In questi giorni si sta parlando della morte di Abderrahim Fakir al Pilastro di Bologna durante un intervento di polizia. A commentare il fatto è stato anche il ministro dell’Istruzione e del Merito Giuseppe Valditara con un video pubblicato sul suo canale YouTube.
Ecco cosa ha detto: “Ogni anno le forze dell’ordine compiono decine di migliaia di interventi a difesa della sicurezza dei cittadini, cioè a difesa della libertà di tutti noi. A Bologna è successo un fatto tragico: la morte di Fakir. Non sappiamo se vi siano responsabilità o se si tratti di una drammatica fatalità. Tuttavia, manifestazioni e moti di piazza come quelli di ieri sera, proprio a Bologna, danno per scontato che esistano già dei colpevoli. Lasciamo che le indagini facciano il loro corso, ma ricordiamoci di una cosa: l’autorità va sempre rispettata”.
“Ovviamente l’autorità non è mai sopra la legge. Questo episodio ha risvegliato e rinfocolato un’avversione latente in certe parti dell’opinione pubblica che si ispira a determinati disvalori: un’avversione nei confronti di poliziotti, carabinieri e di tutte le forze dell’ordine. Questa avversione è emersa anche nei giorni scorsi, quando si è ricordato ciò che è successo a Genova in occasione del G8 del 2001. Ricordo perfettamente quei fatti: certo, ci sono stati alcuni esponenti delle forze dell’ordine che hanno sbagliato e che giustamente sono stati puniti, ma ricordo anche che ci sono state migliaia di black bloc, migliaia di antagonisti che hanno messo a ferro e fuoco una città. Hanno aggredito le forze dell’ordine, hanno picchiato e ferito carabinieri, finanzieri, poliziotti e polizia locale: migliaia di delinquenti che sono stati troppo spesso giustificati o vezzeggiati da chi ha ricordato anche oggi quei tragici eventi.

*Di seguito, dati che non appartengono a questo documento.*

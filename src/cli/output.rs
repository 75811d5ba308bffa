//! Output formatting utilities

use miette::{IntoDiagnostic, Result};
use serde::Serialize;
use tabled::settings::Style;
use tabled::{Table, Tabled};

use crate::cli::helpers::{format_length, format_percent};
use crate::stages::RunReport;

/// One row of the stage overview table
#[derive(Tabled)]
struct StageRow {
    #[tabled(rename = "STAGE")]
    stage: &'static str,
    #[tabled(rename = "ITEMS")]
    items: String,
    #[tabled(rename = "DETAIL")]
    detail: String,
}

/// Print any serializable value as pretty JSON
pub fn print_json<T: Serialize>(value: &T) -> Result<()> {
    let json = serde_json::to_string_pretty(value).into_diagnostic()?;
    println!("{}", json);
    Ok(())
}

/// Stage overview of a pipeline run
pub fn report_table(report: &RunReport) -> String {
    let sheet = &report.sheet;
    let rows = vec![
        StageRow {
            stage: "fields",
            items: report.fields.to_string(),
            detail: format!("{} m²", report.area),
        },
        StageRow {
            stage: "harvested",
            items: report.stalks_harvested.to_string(),
            detail: "stalks".to_string(),
        },
        StageRow {
            stage: "selected",
            items: report.stalks_selected.to_string(),
            detail: format!(
                "{} of harvest",
                format_percent(report.stalks_selected, report.stalks_harvested)
            ),
        },
        StageRow {
            stage: "peeled",
            items: report.basts_peeled.to_string(),
            detail: format!("bast strips, nominal {}%", report.peel_efficiency),
        },
        StageRow {
            stage: "cut",
            items: report.segments_cut.to_string(),
            detail: "segments".to_string(),
        },
        StageRow {
            stage: "spliced",
            items: report.strips_spliced.to_string(),
            detail: "strips".to_string(),
        },
        StageRow {
            stage: "sewn",
            items: sheet.samples.to_string(),
            detail: format!("sections, {}", format_length(sheet.length)),
        },
    ];

    Table::new(rows).with(Style::rounded()).to_string()
}

/// Scrap breakdown by category
pub fn scrap_table(report: &RunReport) -> String {
    let scrap = &report.scrap;
    let rows = vec![
        StageRow {
            stage: "stalk",
            items: format_length(scrap.stalk),
            detail: "cut off or rejected".to_string(),
        },
        StageRow {
            stage: "wood",
            items: format_length(scrap.wood),
            detail: "peeled husk".to_string(),
        },
        StageRow {
            stage: "fibres",
            items: format_length(scrap.fibres),
            detail: "lost while peeling".to_string(),
        },
    ];

    Table::new(rows).with(Style::rounded()).to_string()
}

E ricordo pure che, in quell’occasione, migliaia di poliziotti, di carabinieri e di finanzieri hanno fatto il loro dovere rispettando la Costituzione per difendere le istituzioni, la libertà e la sicurezza di tutti noi cittadini. Quando ci troviamo di fronte ad un aggressore, ad un criminale, ad un delinquente o ad un teppista e chiamiamo le forze dell’ordine, ricordiamoci sempre di quello che fanno e di quello che rischiano tutti i giorni per noi. Ricordiamoci anche le parole di Hannah Arendt: non c’è democrazia se non c’è rispetto verso l’autorità. Anche il rispetto verso i docenti passa da qui: dall’imparare a rispettare l’autorità che, ovviamente, deve essere giusta, equilibrata e rispettosa della legge”.